La sanction des chômeurs arrive dans les déclarations préélectorales. C’est pourtant une solution contestée par les études d’impact. Ne faudrait-il pas plutôt punir les discours démagogiques ?

9 Mar 2023

La sanction des chômeurs de longue durée refait surface. Dans le feu naissant de la prochaine campagne électorale, les esprits s’échauffent et des ténors partisans nous chantent diverses positions tantôt réalistes, offensives, protectrices ! Chacun y va de sa référence pour se justifier, au point qu’il devient difficile de se faire une opinion. Alors repartons des faits, et tentons un recul critique.

INCERTITUDE SUR LA SOLUTION

Quant aux faits, les études sont contradictoires. Selon certaines, les chances que les chômeurs reprennent le travail augmentent quand ils sont sur le point de perdre tout ou partie de leurs allocations. 

Mais, concernant la dégressivité, beaucoup de travaux constatent qu’elle peut s’avérer contre performante. Parce que les profils, parcours et contextes ne sont pas homogènes, elle risque de précariser le public visé au lieu de le stimuler. Ainsi l’ONEM, dans son « évaluation de l’impact sur les transitions vers l’emploi entre 2010 et 2020 », indique que la dégressivité renforcée introduite en 2012 « n’a pas permis de déceler une évolution à la hausse des sorties du chômage vers l’emploi ». L’OFCE français parle « de nombreuses conséquences délétères » du mécanisme. Dans les Regards Économiques de l’UCL, plusieurs académiques font référence à la réforme des allocations en Suède où il s’avère que la dégressivité fonctionne mieux pour le chômage de courte que de longue durée. 

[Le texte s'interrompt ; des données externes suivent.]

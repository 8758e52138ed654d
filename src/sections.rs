//! # Section Inferencer
//!
//! Labels every bar of a song Intro, Verse, Chorus or Outro from repeated chord
//! patterns.
//!
//! ## Purpose
//! A pop song's chorus is the longest chord pattern that keeps coming back. This
//! module reduces each bar to a text signature of the chords sounding in it,
//! slides an `ngram_bars`-wide window over those signatures, and counts how often
//! each window repeats:
//!
//! 1. The most repeated window is the Chorus. When a second repeated window exists,
//!    the one with more occurrences is Chorus and the other Verse; equal counts
//!    are settled by [`ChorusTieBreak`].
//! 2. Verse never overwrites Chorus.
//! 3. Bars before the first labeled bar are Intro, bars after the last are Outro.
//! 4. Everything else is Verse, including every bar of a song with no repeats.
//!
//! Labels are recomputed from scratch on every call.
//!
//! ## Example
//! ```rust
//! use chartgrid::config::SectionConfig;
//! use chartgrid::sections::{infer_section_labels, section_ranges};
//! use chartgrid::SectionName;
//!
//! let bars: Vec<String> = ["C", "Am", "F", "G", "C", "Am", "F", "G"]
//!     .iter()
//!     .map(|s| s.to_string())
//!     .collect();
//! let cfg = SectionConfig { ngram_bars: 4, ..SectionConfig::default() };
//! let labels = infer_section_labels(&bars, &cfg);
//! assert_eq!(labels[0], SectionName::Chorus);
//! assert_eq!(section_ranges(&labels).len(), 1);
//! ```

use std::collections::HashMap;

use log::{debug, info};

use crate::chord::NO_CHORD;
use crate::config::{ChorusTieBreak, SectionConfig};
use crate::timeline::{EventType, SectionLabel, SectionName, TimelineRow};

/// A window of bar signatures that occurs more than once.
#[derive(Debug, Clone, PartialEq)]
pub struct RepeatedBlock {
    pub count: usize,
    /// 0-based start bar index of every occurrence, ascending.
    pub starts: Vec<usize>,
}

impl RepeatedBlock {
    fn first(&self) -> usize {
        self.starts[0]
    }
}

/// Per-bar signatures for bars `1..=N`, built from `Chord` rows.
///
/// A chord contributes to every bar its span overlaps. `N.C.` is skipped and a
/// chord held across rows is listed once per bar. `N` is the highest bar any row
/// starts in or any chord is held into.
pub fn bar_signatures(rows: &[TimelineRow], beats_per_bar: f64) -> Vec<String> {
    let beats_per_bar = if beats_per_bar > 0.0 { beats_per_bar } else { 4.0 };
    let last_bar = rows.iter().map(|r| r.bar).max().unwrap_or(0).max(0) as usize;
    let mut per_bar: Vec<Vec<&str>> = vec![Vec::new(); last_bar];

    for row in rows.iter().filter(|r| r.event_type == EventType::Chord) {
        let Some(chord) = row.chord.as_deref().map(str::trim) else {
            continue;
        };
        if chord.is_empty() || chord.eq_ignore_ascii_case(NO_CHORD) || row.bar < 1 {
            continue;
        }
        let held = row.dur_beats.unwrap_or(0.0).max(0.0);
        let span_end = (row.beat - 1.0) + held;
        let extra_bars = if held > 0.0 {
            ((span_end - 1e-9) / beats_per_bar).floor().max(0.0) as usize
        } else {
            0
        };
        let first = row.bar as usize;
        let last = first + extra_bars;
        if last > per_bar.len() {
            per_bar.resize(last, Vec::new());
        }
        for bar in first..=last {
            let slot = &mut per_bar[bar - 1];
            if slot.last() != Some(&chord) {
                slot.push(chord);
            }
        }
    }

    per_bar.into_iter().map(|chords| chords.join(" ")).collect()
}

/// Windows of `ngram_bars` signatures occurring at least `min_occurs` times, most
/// frequent first, then earliest first. All-empty windows are ignored.
pub fn repeated_blocks(signatures: &[String], ngram_bars: usize, min_occurs: usize) -> Vec<RepeatedBlock> {
    if ngram_bars == 0 || signatures.len() < ngram_bars {
        return Vec::new();
    }
    let mut positions: HashMap<&[String], Vec<usize>> = HashMap::new();
    for (start, window) in signatures.windows(ngram_bars).enumerate() {
        if window.iter().all(|s| s.is_empty()) {
            continue;
        }
        positions.entry(window).or_default().push(start);
    }

    let mut blocks: Vec<RepeatedBlock> = positions
        .into_values()
        .filter(|starts| starts.len() >= min_occurs.max(1))
        .map(|starts| RepeatedBlock {
            count: starts.len(),
            starts,
        })
        .collect();
    blocks.sort_by(|a, b| b.count.cmp(&a.count).then(a.first().cmp(&b.first())));
    blocks
}

/// One label per bar, index 0 being bar 1.
pub fn infer_section_labels(signatures: &[String], cfg: &SectionConfig) -> Vec<SectionName> {
    let n = signatures.len();
    let blocks = repeated_blocks(signatures, cfg.ngram_bars, cfg.chorus_min_occurs);
    let mut labels: Vec<Option<SectionName>> = vec![None; n];

    let (chorus, verse) = match blocks.as_slice() {
        [] => (None, None),
        [only] => (Some(only), None),
        [top, second, ..] => {
            let top_is_chorus = match top.count.cmp(&second.count) {
                std::cmp::Ordering::Greater => true,
                std::cmp::Ordering::Less => false,
                std::cmp::Ordering::Equal => match cfg.tie_break {
                    ChorusTieBreak::LaterFirst => top.first() > second.first(),
                    ChorusTieBreak::EarlierFirst => top.first() < second.first(),
                },
            };
            if top_is_chorus {
                (Some(top), Some(second))
            } else {
                (Some(second), Some(top))
            }
        }
    };

    if let Some(block) = chorus {
        for &start in &block.starts {
            for label in labels.iter_mut().skip(start).take(cfg.ngram_bars) {
                *label = Some(SectionName::Chorus);
            }
        }
    }
    if let Some(block) = verse {
        for &start in &block.starts {
            for label in labels.iter_mut().skip(start).take(cfg.ngram_bars) {
                label.get_or_insert(SectionName::Verse);
            }
        }
    }

    let first_labeled = labels.iter().position(Option::is_some);
    let last_labeled = labels.iter().rposition(Option::is_some);
    if let (Some(first), Some(last)) = (first_labeled, last_labeled) {
        let intro_len = cfg.intro_max_bars.map_or(first, |cap| first.min(cap));
        for label in labels.iter_mut().take(intro_len) {
            *label = Some(SectionName::Intro);
        }
        for label in labels.iter_mut().skip(last + 1) {
            *label = Some(SectionName::Outro);
        }
    }

    let resolved: Vec<SectionName> = labels
        .into_iter()
        .map(|l| l.unwrap_or(SectionName::Verse))
        .collect();
    debug!(
        "{} bars, {} repeated window(s), sections: {}",
        n,
        blocks.len(),
        section_ranges(&resolved)
            .iter()
            .map(|s| format!("{} {}-{}", s.name, s.bar_start, s.bar_end))
            .collect::<Vec<_>>()
            .join(", ")
    );
    resolved
}

/// Collapse per-bar labels into contiguous 1-based ranges.
pub fn section_ranges(labels: &[SectionName]) -> Vec<SectionLabel> {
    let mut ranges: Vec<SectionLabel> = Vec::new();
    for (i, &name) in labels.iter().enumerate() {
        let bar = i as i64 + 1;
        match ranges.last_mut() {
            Some(last) if last.name == name => last.bar_end = bar,
            _ => ranges.push(SectionLabel {
                name,
                bar_start: bar,
                bar_end: bar,
            }),
        }
    }
    ranges
}

/// Expand contiguous ranges back into one label per bar, bar 1 first.
///
/// Ranges are expected to partition `1..=N` as [`section_ranges`] returns them.
pub fn labels_from_ranges(ranges: &[SectionLabel]) -> Vec<SectionName> {
    ranges
        .iter()
        .flat_map(|r| std::iter::repeat(r.name).take((r.bar_end - r.bar_start + 1).max(0) as usize))
        .collect()
}

/// Grow per-bar labels to cover `bars` bars.
///
/// New bars follow the last labeled bar, so they are Outro once a chorus was
/// found and Verse otherwise.
pub fn extend_labels(labels: &mut Vec<SectionName>, bars: usize) {
    if labels.len() >= bars {
        return;
    }
    let fill = if labels.contains(&SectionName::Chorus) {
        SectionName::Outro
    } else {
        SectionName::Verse
    };
    labels.resize(bars, fill);
}

/// Stamp each row with its bar's label. Rows that already carry a section, and
/// rows outside bars `1..=N`, are left alone.
pub fn apply_sections(rows: &mut [TimelineRow], labels: &[SectionName]) {
    for row in rows.iter_mut() {
        if row.section.is_some() || row.bar < 1 {
            continue;
        }
        if let Some(&name) = labels.get(row.bar as usize - 1) {
            row.section = Some(name);
        }
    }
}

/// Infer labels from the chord rows in `rows` and stamp every row with them.
///
/// Labels cover at least `min_bars` bars; bars past the last chord have empty
/// signatures.
pub fn infer_sections(
    rows: &mut [TimelineRow],
    beats_per_bar: f64,
    min_bars: usize,
    cfg: &SectionConfig,
) -> Vec<SectionLabel> {
    let mut signatures = bar_signatures(rows, beats_per_bar);
    if signatures.len() < min_bars {
        signatures.resize(min_bars, String::new());
    }
    let labels = infer_section_labels(&signatures, cfg);
    apply_sections(rows, &labels);
    let ranges = section_ranges(&labels);
    info!("Inferred {} section(s) over {} bar(s)", ranges.len(), labels.len());
    ranges
}

#[cfg(test)]
mod tests {
    use super::*;

    fn sigs(bars: &[&str]) -> Vec<String> {
        bars.iter().map(|s| s.to_string()).collect()
    }

    fn cfg(ngram_bars: usize) -> SectionConfig {
        SectionConfig {
            ngram_bars,
            ..SectionConfig::default()
        }
    }

    fn chord_row(bar: i64, beat: f64, chord: &str, dur_beats: f64) -> TimelineRow {
        let mut row = TimelineRow::at(EventType::Chord, bar, beat, 0.0, 0.0);
        row.chord = Some(chord.to_string());
        row.dur_beats = Some(dur_beats);
        row
    }

    fn assert_partition(ranges: &[SectionLabel], n: usize) {
        let mut next = 1;
        for r in ranges {
            assert_eq!(r.bar_start, next);
            assert!(r.bar_end >= r.bar_start);
            next = r.bar_end + 1;
        }
        assert_eq!(next - 1, n as i64);
    }

    #[test]
    fn test_no_repeats_is_all_verse() {
        let labels = infer_section_labels(&sigs(&["C", "D", "E", "F"]), &cfg(2));
        assert_eq!(labels, vec![SectionName::Verse; 4]);
    }

    #[test]
    fn test_intro_and_outro_around_chorus() {
        let bars = sigs(&["E", "C", "G", "X", "C", "G", "D"]);
        let labels = infer_section_labels(&bars, &cfg(2));
        use SectionName::*;
        assert_eq!(labels, vec![Intro, Chorus, Chorus, Verse, Chorus, Chorus, Outro]);
        assert_partition(&section_ranges(&labels), bars.len());
    }

    #[test]
    fn test_higher_count_is_chorus() {
        // "A B" repeats three times, "C D" twice.
        let bars = sigs(&["C", "D", "x", "A", "B", "y", "C", "D", "z", "A", "B", "w", "A", "B"]);
        let labels = infer_section_labels(&bars, &cfg(2));
        assert_eq!(labels[3], SectionName::Chorus);
        assert_eq!(labels[12], SectionName::Chorus);
        assert_eq!(labels[0], SectionName::Verse);
        assert_eq!(labels[6], SectionName::Verse);
    }

    #[test]
    fn test_tie_break_policies() {
        // Both windows occur twice; "C D" starts earlier.
        let bars = sigs(&["C", "D", "x", "A", "B", "y", "C", "D", "z", "A", "B"]);

        let later = infer_section_labels(&bars, &cfg(2));
        assert_eq!(later[3], SectionName::Chorus);
        assert_eq!(later[0], SectionName::Verse);

        let earlier = SectionConfig {
            ngram_bars: 2,
            tie_break: ChorusTieBreak::EarlierFirst,
            ..SectionConfig::default()
        };
        let labels = infer_section_labels(&bars, &earlier);
        assert_eq!(labels[0], SectionName::Chorus);
        assert_eq!(labels[3], SectionName::Verse);
    }

    #[test]
    fn test_verse_never_overwrites_chorus() {
        // "A A" and "A B" both occur twice and overlap at bar 3.
        let bars = sigs(&["A", "A", "A", "B", "A", "B"]);
        let labels = infer_section_labels(&bars, &cfg(2));
        assert_eq!(labels[0], SectionName::Verse);
        assert_eq!(labels[2], SectionName::Chorus);
        assert_eq!(labels[5], SectionName::Chorus);
    }

    #[test]
    fn test_all_empty_windows_ignored() {
        let labels = infer_section_labels(&sigs(&["", "", "", ""]), &cfg(2));
        assert_eq!(labels, vec![SectionName::Verse; 4]);
    }

    #[test]
    fn test_intro_cap() {
        let bars = sigs(&["a", "b", "c", "d", "C", "G", "C", "G"]);
        let capped = SectionConfig {
            ngram_bars: 2,
            intro_max_bars: Some(2),
            ..SectionConfig::default()
        };
        let labels = infer_section_labels(&bars, &capped);
        use SectionName::*;
        assert_eq!(&labels[..4], &[Intro, Intro, Verse, Verse]);
    }

    #[test]
    fn test_idempotent() {
        let bars = sigs(&["C", "G", "Am", "F", "C", "G", "Am", "F", "Dm", "G", "C", "G", "Am", "F"]);
        let a = infer_section_labels(&bars, &cfg(4));
        let b = infer_section_labels(&bars, &cfg(4));
        assert_eq!(a, b);
        assert_partition(&section_ranges(&a), bars.len());
    }

    #[test]
    fn test_empty_input() {
        assert!(infer_section_labels(&[], &cfg(8)).is_empty());
        assert!(section_ranges(&[]).is_empty());
    }

    #[test]
    fn test_signatures_follow_held_chords() {
        let rows = vec![
            chord_row(1, 1.0, "N.C.", 4.0),
            chord_row(2, 1.0, "C", 8.0),
            chord_row(4, 1.0, "G", 2.0),
            chord_row(4, 3.0, "G", 2.0),
            chord_row(4, 3.5, "Am", 4.0),
        ];
        let sigs = bar_signatures(&rows, 4.0);
        assert_eq!(sigs, vec!["", "C", "C", "G Am", "Am"]);
    }

    #[test]
    fn test_apply_keeps_existing_labels() {
        let mut rows = vec![chord_row(1, 1.0, "C", 4.0), chord_row(2, 1.0, "G", 4.0), chord_row(0, 1.0, "F", 1.0)];
        rows[1].section = Some(SectionName::Outro);
        apply_sections(&mut rows, &[SectionName::Verse, SectionName::Chorus]);
        assert_eq!(rows[0].section, Some(SectionName::Verse));
        assert_eq!(rows[1].section, Some(SectionName::Outro));
        assert_eq!(rows[2].section, None);
    }

    #[test]
    fn test_sections_cover_bars_past_last_chord() {
        let mut rows = vec![chord_row(1, 1.0, "C", 4.0), chord_row(2, 1.0, "G", 4.0)];
        let ranges = infer_sections(&mut rows, 4.0, 5, &cfg(2));
        assert_partition(&ranges, 5);
        assert_eq!(ranges[0].name, SectionName::Verse);
    }

    #[test]
    fn test_extend_labels() {
        use SectionName::*;
        let mut labels = vec![Chorus, Chorus, Verse];
        extend_labels(&mut labels, 5);
        assert_eq!(labels, vec![Chorus, Chorus, Verse, Outro, Outro]);

        let mut plain = vec![Verse, Verse];
        extend_labels(&mut plain, 3);
        assert_eq!(plain, vec![Verse; 3]);

        extend_labels(&mut plain, 1);
        assert_eq!(plain.len(), 3);
    }

    #[test]
    fn test_ranges_expand_back_to_labels() {
        let labels = vec![
            SectionName::Intro,
            SectionName::Chorus,
            SectionName::Chorus,
            SectionName::Verse,
        ];
        assert_eq!(labels_from_ranges(&section_ranges(&labels)), labels);
    }
}
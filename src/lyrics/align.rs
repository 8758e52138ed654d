//! Grid alignment of timed lyric words.

use std::collections::BTreeMap;

use log::{debug, info};
use serde::Serialize;

use super::{is_melisma, subindex, LyricWord, DEFAULT_WORD_S};
use crate::chord::NO_CHORD;
use crate::config::LyricsConfig;
use crate::error::{Result, TimelineError};
use crate::tempo::{downbeat_beat_abs, GridPosition, TempoMap};
use crate::timeline::{round3, EventType, TimelineRow};

/// Words snapped to the grid, with the offset that was applied to them.
#[derive(Debug, Clone, PartialEq, Serialize)]
pub struct AlignedLyrics {
    pub offset_s: f64,
    pub rows: Vec<TimelineRow>,
}

/// Snaps lyric words against one song's tempo map.
#[derive(Debug, Clone)]
pub struct LyricAligner<'a> {
    tempo: &'a TempoMap,
    ts_num: u32,
    pickup_beats: f64,
    snap_div: u32,
    max_offset_s: f64,
    default_confidence: f64,
}

/// A beat split into its whole part and its fraction snapped to `1/div`.
struct SnappedBeat {
    whole: f64,
    frac: f64,
    snapped_frac: f64,
}

impl SnappedBeat {
    fn new(beat: f64, div: u32) -> Self {
        let div = div as f64;
        let whole = beat.floor();
        let frac = beat - whole;
        SnappedBeat {
            whole,
            frac,
            snapped_frac: (frac * div).round() / div,
        }
    }
}

impl<'a> LyricAligner<'a> {
    /// An aligner on a sixteenth-note grid with a ±1.5 s offset window.
    ///
    /// # Errors
    /// `InvalidTimeSignature` when `ts_num` is zero.
    pub fn new(tempo: &'a TempoMap, ts_num: u32, pickup_beats: f64) -> Result<Self> {
        if ts_num == 0 {
            return Err(TimelineError::InvalidTimeSignature { numerator: 0 });
        }
        let defaults = LyricsConfig::default();
        Ok(LyricAligner {
            tempo,
            ts_num,
            pickup_beats,
            snap_div: defaults.snap_div,
            max_offset_s: defaults.max_offset_s,
            default_confidence: defaults.default_confidence,
        })
    }

    pub fn with_config(mut self, cfg: &LyricsConfig) -> Self {
        self.snap_div = cfg.snap_div.max(1);
        self.max_offset_s = cfg.max_offset_s.abs();
        self.default_confidence = cfg.default_confidence;
        self
    }

    pub fn with_snap_div(mut self, snap_div: u32) -> Self {
        self.snap_div = snap_div.max(1);
        self
    }

    fn position(&self, t: f64) -> Result<GridPosition> {
        self.tempo.time_to_bar_beat(t, self.ts_num, self.pickup_beats)
    }

    /// Median distance from each word start to its nearest sub-beat, in seconds,
    /// clamped to the offset window. Zero for no words.
    pub fn global_offset(&self, words: &[LyricWord]) -> Result<f64> {
        if words.is_empty() {
            return Ok(0.0);
        }
        let mut residuals = Vec::with_capacity(words.len());
        for word in words {
            let pos = self.position(word.start_s)?;
            let snap = SnappedBeat::new(pos.beat, self.snap_div);
            let spb = self.tempo.seconds_per_beat_at(word.start_s);
            residuals.push((snap.snapped_frac - snap.frac) * spb);
        }
        residuals.sort_by(|a, b| a.total_cmp(b));
        let median = residuals[residuals.len() / 2];
        let offset = median.clamp(-self.max_offset_s, self.max_offset_s);
        debug!(
            "Lyric offset median {:+.3}s from {} word(s), applying {:+.3}s",
            median,
            residuals.len(),
            offset
        );
        Ok(offset)
    }

    /// One `Lyric` row per word, snapped to the sub-beat grid.
    ///
    /// Words without an end are taken to last 0.25 s. A word is a melisma when
    /// its end falls in a later bar, beat or sub-beat than its snapped start.
    pub fn snap_words(&self, words: &[LyricWord]) -> Result<Vec<TimelineRow>> {
        let div = self.snap_div as i64;
        let beats_per_bar = self.ts_num as f64;
        let mut rows = Vec::with_capacity(words.len());

        for word in words {
            let start = word.start_s;
            let end = word.end_s.unwrap_or(start + DEFAULT_WORD_S);
            let pos = self.position(start)?;
            let snap = SnappedBeat::new(pos.beat, self.snap_div);
            let sub_idx = ((snap.snapped_frac * div as f64).round() as i64).rem_euclid(div) as u32;

            let mut bar = pos.bar;
            let mut beat = snap.whole + snap.snapped_frac;
            if bar == 0 && beat >= 1.0 {
                bar = 1;
                beat = 1.0;
            } else if bar >= 1 && beat >= beats_per_bar + 1.0 {
                bar += 1;
                beat = 1.0;
            }

            let end_pos = self.position(end)?;
            let end_whole = end_pos.beat.floor();
            let end_sub = (((end_pos.beat - end_whole) * div as f64).floor() as i64).clamp(0, div - 1);
            let start_key = (bar, beat.floor() as i64, sub_idx as i64);
            let end_key = (end_pos.bar, end_whole as i64, end_sub);

            let mut row = TimelineRow::at(
                EventType::Lyric,
                bar,
                round3(beat),
                round3(pos.beat_abs),
                round3(start),
            );
            row.lyric = Some(word.text.clone());
            row.lyric_conf = Some(word.confidence.unwrap_or(self.default_confidence));
            row.word_start_s = Some(round3(start));
            row.word_end_s = Some(round3(end));
            row.sub_idx = Some(sub_idx);
            row.melisma = Some(end_key > start_key);
            rows.push(row);
        }
        Ok(rows)
    }

    /// Estimate the global offset, shift every word by it, and snap.
    pub fn align(&self, words: &[LyricWord]) -> Result<AlignedLyrics> {
        let offset_s = self.global_offset(words)?;
        let shifted: Vec<LyricWord> = words.iter().map(|w| w.shifted(offset_s)).collect();
        let rows = self.snap_words(&shifted)?;
        info!("Aligned {} lyric word(s) with offset {:+.3}s", rows.len(), offset_s);
        Ok(AlignedLyrics { offset_s, rows })
    }

    /// One `LyricBar` row per bar that has words.
    ///
    /// The row sits on the bar's downbeat and lasts one bar. Its text joins the
    /// words in start order, its confidence is their mean, and its chord is the
    /// first chord any of its words carries.
    pub fn group_by_bar(&self, rows: &[TimelineRow], joiner: &str) -> Result<Vec<TimelineRow>> {
        let mut by_bar: BTreeMap<i64, Vec<&TimelineRow>> = BTreeMap::new();
        for row in rows.iter().filter(|r| r.event_type == EventType::Lyric) {
            by_bar.entry(row.bar).or_default().push(row);
        }

        let mut out = Vec::with_capacity(by_bar.len());
        for (bar, mut words) in by_bar {
            words.sort_by(|a, b| {
                let a = a.word_start_s.unwrap_or(a.time_s);
                let b = b.word_start_s.unwrap_or(b.time_s);
                a.total_cmp(&b)
            });
            let text = words
                .iter()
                .filter_map(|w| w.lyric.as_deref().map(str::trim))
                .filter(|t| !t.is_empty())
                .collect::<Vec<_>>()
                .join(joiner);
            if text.is_empty() {
                continue;
            }

            let downbeat = downbeat_beat_abs(bar, self.ts_num, self.pickup_beats);
            let t0 = self.tempo.seconds_at(downbeat);
            let dur_s = self.ts_num as f64 * self.tempo.seconds_per_beat_at(t0);
            let confs: Vec<f64> = words.iter().filter_map(|w| w.lyric_conf).collect();
            let conf = if confs.is_empty() {
                self.default_confidence
            } else {
                confs.iter().sum::<f64>() / confs.len() as f64
            };
            let chord = words
                .iter()
                .filter_map(|w| w.chord.as_deref())
                .find(|c| !c.is_empty())
                .map(str::to_string);

            let mut row = TimelineRow::at(EventType::LyricBar, bar, 1.0, round3(downbeat), round3(t0));
            row.chord = chord;
            row.dur_beats = Some(self.ts_num as f64);
            row.dur_s = Some(round3(dur_s));
            row.lyric = Some(text);
            row.lyric_conf = Some(round3(conf));
            row.word_start_s = Some(round3(t0));
            row.word_end_s = Some(round3(t0 + dur_s));
            row.sub_idx = Some(0);
            row.melisma = Some(false);
            out.push(row);
        }
        Ok(out)
    }
}

/// `Lyric` rows for words captured live, without snapping.
///
/// Bar and beat are the raw grid position. Words sharing a bar and beat are
/// numbered by [`subindex`]; melisma compares the held length to
/// `threshold_beats` at the local BPM.
pub fn live_word_rows(
    words: &[LyricWord],
    tempo: &TempoMap,
    ts_num: u32,
    pickup_beats: f64,
    threshold_beats: f64,
) -> Result<Vec<TimelineRow>> {
    let mut rows = Vec::with_capacity(words.len());
    for word in words {
        let pos = tempo.time_to_bar_beat(word.start_s, ts_num, pickup_beats)?;
        let mut row = TimelineRow::at(EventType::Lyric, pos.bar, pos.beat, pos.beat_abs, word.start_s);
        row.dur_s = word.end_s.map(|e| round3(e - word.start_s));
        row.lyric = Some(word.text.clone());
        row.lyric_conf = word.confidence;
        row.word_start_s = Some(word.start_s);
        row.word_end_s = word.end_s;
        row.melisma = Some(is_melisma(
            word.start_s,
            word.end_s,
            tempo.bpm_at(word.start_s),
            threshold_beats,
        ));
        rows.push(row);
    }

    let subs = subindex(&rows);
    for (row, sub) in rows.iter_mut().zip(subs) {
        row.sub_idx = Some(sub);
        row.beat = round3(row.beat);
        row.beat_abs = round3(row.beat_abs);
        row.time_s = round3(row.time_s);
        row.word_start_s = row.word_start_s.map(round3);
        row.word_end_s = row.word_end_s.map(round3);
    }
    Ok(rows)
}

/// Stamp each lyric row with the chord sounding at its start.
///
/// The chord in effect is the last `Chord` row starting at or before the word.
/// Words before the first chord, or after the last chord has run out, get `N.C.`.
/// Rows that already carry a chord are left alone.
pub fn attach_chords(lyric_rows: &mut [TimelineRow], chord_rows: &[TimelineRow]) {
    let mut chords: Vec<&TimelineRow> = chord_rows
        .iter()
        .filter(|r| r.event_type == EventType::Chord)
        .collect();
    chords.sort_by(|a, b| a.time_s.total_cmp(&b.time_s));

    for row in lyric_rows.iter_mut() {
        if row.event_type == EventType::Chord || row.chord.is_some() {
            continue;
        }
        let t = row.word_start_s.unwrap_or(row.time_s);
        let idx = chords.partition_point(|c| c.time_s <= t + 1e-9);
        let active = idx.checked_sub(1).map(|i| chords[i]).filter(|c| {
            idx < chords.len() || c.dur_s.map_or(true, |d| t < c.time_s + d)
        });
        let label = active
            .and_then(|c| c.chord.clone())
            .unwrap_or_else(|| NO_CHORD.to_string());
        row.chord = Some(label);
    }
}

Concernant l’exclusion, on se souvient que celle de dizaines de milliers de chômeurs en 2014 a eu pour effet principal non pas de mettre massivement des citoyens au travail, mais de les transférer à la charge des CPAS. 

On peut donc partager l’appel à la prudence des chercheurs de Louvain : « avant de prendre des décisions qui pourraient avoir des conséquences fort négatives sur un des fondements de notre État providence, le gouvernement serait bien avisé de d’abord faire analyser cette question avec la profondeur requise. » 

CERTITUDE SUR LES PROBLÈMES

Pour autant, ce doute sur les sanctions ne signifie pas que nous puissions nous satisfaire du statu quo. Car deux faits, eux sans ambiguïté, montrent la nécessité d’agir. D’une part, il existe un découragement à travailler en raison du faible écart entre salaires et allocations,   le « piège à l’emploi » déjà  bien documenté. D’autre part, le risque de pauvreté et d’exclusion est 11 fois plus important pour une personne au chômage que pour celle ayant un emploi.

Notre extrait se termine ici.